The main theorem establishes uniqueness of positive solutions u=u(r) of quasilinear problems satisfying genearl natural conditions on the elliptic part and on the nonlinear terms. A principal component of the proof is a new (generalized) Erbe-Tang identity for nonnegative solutions [L. H. Erbe and M. X. Tang, J. Differential Equations 138 (1997), 351-379]. The theorem is applicable to the radial m-Laplacian, m>1, as well as to the general prototype interesting in applications.

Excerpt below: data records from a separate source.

//! PostgreSQL Storage Backend
//!
//! Implements the user storage contract on top of a SQLx connection pool.
//! Multi-row writes run inside transactions so they either fully apply or
//! leave the database untouched.

use async_trait::async_trait;
use sqlx::PgPool;
use std::collections::HashMap;

use crate::models::{BulkUpdate, Company, Department, ProfileWithUser, Role, User, UserId,
    UserProfile, UserRecord};
use crate::store::{NewUser, ProfileChanges, StoreError, StoreResult, UserQuery, UserStore};

const USER_COLUMNS: &str =
    "id, email, username, password_hash, role, coach_id, department_id, created_at, updated_at";

/// PostgreSQL-backed user store
#[derive(Debug, Clone)]
pub struct PgUserStore {
    pool: PgPool,
}

/// Which relations to load alongside a user row
#[derive(Clone, Copy)]
struct Eager {
    department: bool,
    coach: bool,
    clients: bool,
}

/// Department row joined with its company name
#[derive(sqlx::FromRow)]
struct DepartmentRow {
    id: UserId,
    name: String,
    company_id: UserId,
    company_name: String,
}

impl DepartmentRow {
    fn into_department(self) -> Department {
        Department {
            id: self.id,
            name: self.name,
            company_id: self.company_id,
            company: Some(Company {
                id: self.company_id,
                name: self.company_name,
            }),
        }
    }
}

impl PgUserStore {
    /// Creates a store on top of an existing connection pool
    pub fn new(pool: PgPool) -> Self {
        Self { pool }
    }

    async fn fetch_user(&self, id: UserId) -> Result<Option<User>, sqlx::Error> {
        sqlx::query_as::<_, User>(&format!("SELECT {USER_COLUMNS} FROM users WHERE id = $1"))
            .bind(id)
            .fetch_optional(&self.pool)
            .await
    }

    async fn load_department(&self, id: UserId) -> StoreResult<Option<Department>> {
        let row = sqlx::query_as::<_, DepartmentRow>(
            "SELECT d.id, d.name, d.company_id, c.name AS company_name \
             FROM departments d \
             JOIN companies c ON c.id = d.company_id \
             WHERE d.id = $1",
        )
        .bind(id)
        .fetch_optional(&self.pool)
        .await?;

        Ok(row.map(DepartmentRow::into_department))
    }

    async fn load_relations(&self, user: User, eager: Eager) -> StoreResult<UserRecord> {
        let department = match (eager.department, user.department_id) {
            (true, Some(department_id)) => self.load_department(department_id).await?,
            _ => None,
        };

        let coach = match (eager.coach, user.coach_id) {
            (true, Some(coach_id)) => self.fetch_user(coach_id).await?.map(Box::new),
            _ => None,
        };

        let clients = if eager.clients {
            let rows = sqlx::query_as::<_, User>(&format!(
                "SELECT {USER_COLUMNS} FROM users WHERE coach_id = $1 ORDER BY id"
            ))
            .bind(user.id)
            .fetch_all(&self.pool)
            .await?;
            Some(rows)
        } else {
            None
        };

        Ok(UserRecord {
            user,
            department,
            coach,
            clients,
        })
    }
}

#[async_trait]
impl UserStore for PgUserStore {
    async fn find_by_id(&self, id: UserId) -> StoreResult<Option<UserRecord>> {
        match self.fetch_user(id).await? {
            Some(user) => {
                let record = self
                    .load_relations(
                        user,
                        Eager {
                            department: true,
                            coach: false,
                            clients: false,
                        },
                    )
                    .await?;
                Ok(Some(record))
            }
            None => Ok(None),
        }
    }

    async fn find_by_email(&self, email: &str) -> StoreResult<Option<UserRecord>> {
        let user = sqlx::query_as::<_, User>(&format!(
            "SELECT {USER_COLUMNS} FROM users WHERE email = $1"
        ))
        .bind(email)
        .fetch_optional(&self.pool)
        .await?;

        match user {
            Some(user) => {
                let record = self
                    .load_relations(
                        user,
                        Eager {
                            department: true,
                            coach: true,
                            clients: false,
                        },
                    )
                    .await?;
                Ok(Some(record))
            }
            None => Ok(None),
        }
    }

    async fn find_coach(&self, id: UserId) -> StoreResult<Option<UserRecord>> {
        let user = sqlx::query_as::<_, User>(&format!(
            "SELECT {USER_COLUMNS} FROM users WHERE id = $1 AND role = $2"
        ))
        .bind(id)
        .bind(Role::Coach)
        .fetch_optional(&self.pool)
        .await?;

        match user {
            Some(user) => {
                let record = self
                    .load_relations(
                        user,
                        Eager {
                            department: false,
                            coach: false,
                            clients: true,
                        },
                    )
                    .await?;
                Ok(Some(record))
            }
            None => Ok(None),
        }
    }

    async fn find_many(&self, query: &UserQuery) -> StoreResult<Vec<UserRecord>> {
        let mut sql = format!("SELECT {USER_COLUMNS} FROM users");
        if query.role.is_some() {
            sql.push_str(" WHERE role = $1");
        }
        sql.push_str(&format!(
            " ORDER BY {} {}",
            query.sort.field.column(),
            query.sort.dir.keyword()
        ));
        if let Some(page) = query.page {
            sql.push_str(&format!(" LIMIT {} OFFSET {}", page.limit, page.offset));
        }

        let mut q = sqlx::query_as::<_, User>(&sql);
        if let Some(role) = query.role {
            q = q.bind(role);
        }
        let users = q.fetch_all(&self.pool).await?;
        if users.is_empty() {
            return Ok(Vec::new());
        }

        let ids: Vec<UserId> = users.iter().map(|u| u.id).collect();
        let mut department_ids: Vec<UserId> =
            users.iter().filter_map(|u| u.department_id).collect();
        department_ids.sort_unstable();
        department_ids.dedup();
        let mut coach_ids: Vec<UserId> = users.iter().filter_map(|u| u.coach_id).collect();
        coach_ids.sort_unstable();
        coach_ids.dedup();

        let mut departments: HashMap<UserId, Department> = HashMap::new();
        if !department_ids.is_empty() {
            let rows = sqlx::query_as::<_, DepartmentRow>(
                "SELECT d.id, d.name, d.company_id, c.name AS company_name \
                 FROM departments d \
                 JOIN companies c ON c.id = d.company_id \
                 WHERE d.id = ANY($1)",
            )
            .bind(&department_ids)
            .fetch_all(&self.pool)
            .await?;
            for row in rows {
                departments.insert(row.id, row.into_department());
            }
        }

        let mut coaches: HashMap<UserId, User> = HashMap::new();
        if !coach_ids.is_empty() {
            let rows = sqlx::query_as::<_, User>(&format!(
                "SELECT {USER_COLUMNS} FROM users WHERE id = ANY($1)"
            ))
            .bind(&coach_ids)
            .fetch_all(&self.pool)
            .await?;
            for row in rows {
                coaches.insert(row.id, row);
            }
        }

        let mut clients: HashMap<UserId, Vec<User>> = HashMap::new();
        let rows = sqlx::query_as::<_, User>(&format!(
            "SELECT {USER_COLUMNS} FROM users WHERE coach_id = ANY($1) ORDER BY id"
        ))
        .bind(&ids)
        .fetch_all(&self.pool)
        .await?;
        for row in rows {
            if let Some(coach_id) = row.coach_id {
                clients.entry(coach_id).or_default().push(row);
            }
        }

        let records = users
            .into_iter()
            .map(|user| {
                let department = user
                    .department_id
                    .and_then(|id| departments.get(&id).cloned());
                let coach = user
                    .coach_id
                    .and_then(|id| coaches.get(&id).cloned())
                    .map(Box::new);
                let user_clients = clients.remove(&user.id).unwrap_or_default();
                UserRecord {
                    user,
                    department,
                    coach,
                    clients: Some(user_clients),
                }
            })
            .collect();

        Ok(records)
    }

    async fn find_clients(&self, ids: &[UserId]) -> StoreResult<Vec<User>> {
        let rows = sqlx::query_as::<_, User>(&format!(
            "SELECT {USER_COLUMNS} FROM users WHERE id = ANY($1) AND role = $2 ORDER BY id"
        ))
        .bind(ids)
        .bind(Role::Client)
        .fetch_all(&self.pool)
        .await?;

        Ok(rows)
    }

    async fn email_taken(&self, email: &str, exclude: Option<UserId>) -> StoreResult<bool> {
        let taken: bool = sqlx::query_scalar(
            "SELECT EXISTS(SELECT 1 FROM users WHERE email = $1 AND id IS DISTINCT FROM $2)",
        )
        .bind(email)
        .bind(exclude)
        .fetch_one(&self.pool)
        .await?;

        Ok(taken)
    }

    async fn username_taken(&self, username: &str, exclude: Option<UserId>) -> StoreResult<bool> {
        let taken: bool = sqlx::query_scalar(
            "SELECT EXISTS(SELECT 1 FROM users WHERE username = $1 AND id IS DISTINCT FROM $2)",
        )
        .bind(username)
        .bind(exclude)
        .fetch_one(&self.pool)
        .await?;

        Ok(taken)
    }

    async fn create_user(&self, new_user: NewUser) -> StoreResult<UserRecord> {
        let mut tx = self.pool.begin().await?;

        let user = sqlx::query_as::<_, User>(&format!(
            "INSERT INTO users (email, username, password_hash, role, coach_id, department_id) \
             VALUES ($1, $2, $3, $4, $5, $6) \
             RETURNING {USER_COLUMNS}"
        ))
        .bind(&new_user.email)
        .bind(&new_user.username)
        .bind(&new_user.password_hash)
        .bind(new_user.role)
        .bind(new_user.coach_id)
        .bind(new_user.department_id)
        .fetch_one(&mut *tx)
        .await?;

        sqlx::query("INSERT INTO user_profiles (user_id, bio, avatar_url) VALUES ($1, $2, $3)")
            .bind(user.id)
            .bind(&new_user.bio)
            .bind(&new_user.avatar_url)
            .execute(&mut *tx)
            .await?;

        tx.commit().await?;

        self.load_relations(
            user,
            Eager {
                department: true,
                coach: true,
                clients: false,
            },
        )
        .await
    }

    async fn update_profile(
        &self,
        user_id: UserId,
        changes: ProfileChanges,
    ) -> StoreResult<Option<ProfileWithUser>> {
        let profile = sqlx::query_as::<_, UserProfile>(
            "UPDATE user_profiles \
             SET bio = COALESCE($2, bio), \
                 avatar_url = COALESCE($3, avatar_url), \
                 updated_at = NOW() \
             WHERE user_id = $1 \
             RETURNING user_id, bio, avatar_url, created_at, updated_at",
        )
        .bind(user_id)
        .bind(&changes.bio)
        .bind(&changes.avatar_url)
        .fetch_optional(&self.pool)
        .await?;

        match profile {
            Some(profile) => {
                let user = sqlx::query_as::<_, User>(&format!(
                    "SELECT {USER_COLUMNS} FROM users WHERE id = $1"
                ))
                .bind(user_id)
                .fetch_one(&self.pool)
                .await?;

                Ok(Some(ProfileWithUser { profile, user }))
            }
            None => Ok(None),
        }
    }

    async fn delete_user(&self, id: UserId) -> StoreResult<bool> {
        let result = sqlx::query("DELETE FROM users WHERE id = $1")
            .bind(id)
            .execute(&self.pool)
            .await?;

        Ok(result.rows_affected() > 0)
    }

    async fn assign_clients(
        &self,
        coach_id: UserId,
        client_ids: &[UserId],
    ) -> StoreResult<BulkUpdate> {
        let mut tx = self.pool.begin().await?;

        // Re-verify the coach inside the transaction; callers check first,
        // but the row may have changed since.
        let coach: Option<UserId> =
            sqlx::query_scalar("SELECT id FROM users WHERE id = $1 AND role = $2")
                .bind(coach_id)
                .bind(Role::Coach)
                .fetch_optional(&mut *tx)
                .await?;
        if coach.is_none() {
            return Err(StoreError::AssignmentConflict);
        }

        let result = sqlx::query(
            "UPDATE users SET coach_id = $1, updated_at = NOW() \
             WHERE id = ANY($2) AND role = $3",
        )
        .bind(coach_id)
        .bind(client_ids)
        .bind(Role::Client)
        .execute(&mut *tx)
        .await?;

        // Dropping the transaction without commit rolls the update back.
        if result.rows_affected() != client_ids.len() as u64 {
            return Err(StoreError::AssignmentConflict);
        }

        tx.commit().await?;

        Ok(BulkUpdate {
            count: result.rows_affected(),
        })
    }

    async fn ping(&self) -> StoreResult<()> {
        sqlx::query_scalar::<_, i32>("SELECT 1")
            .fetch_one(&self.pool)
            .await?;

        Ok(())
    }
}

Also Neumann-type problems in exterior domains are studied. The results extend or complement uniqueness theorems of M. K. Kwong [Arch. Rational Mech. Anal. 105 (1989), 243-266], C. C. Chen and C. S. Lin [Comm. Partial Differential Equations 16 (1991), 1549-1572], E. Yanagida [Arch. Rational Mech. Anal. 115 (1991), 257-274], G. Citti [Boll. Un. Mat. Ital. B 7 (1993), 283-310], B. Franchi, E. Lanconelli and Serrin [Adv. Math. 118 (1996), 177-243], C. Cortázar, M. Elgueta and P. L. Felmer [Arch. Rational Mech. Anal. 142 (1998), 127-141], and others cited therein.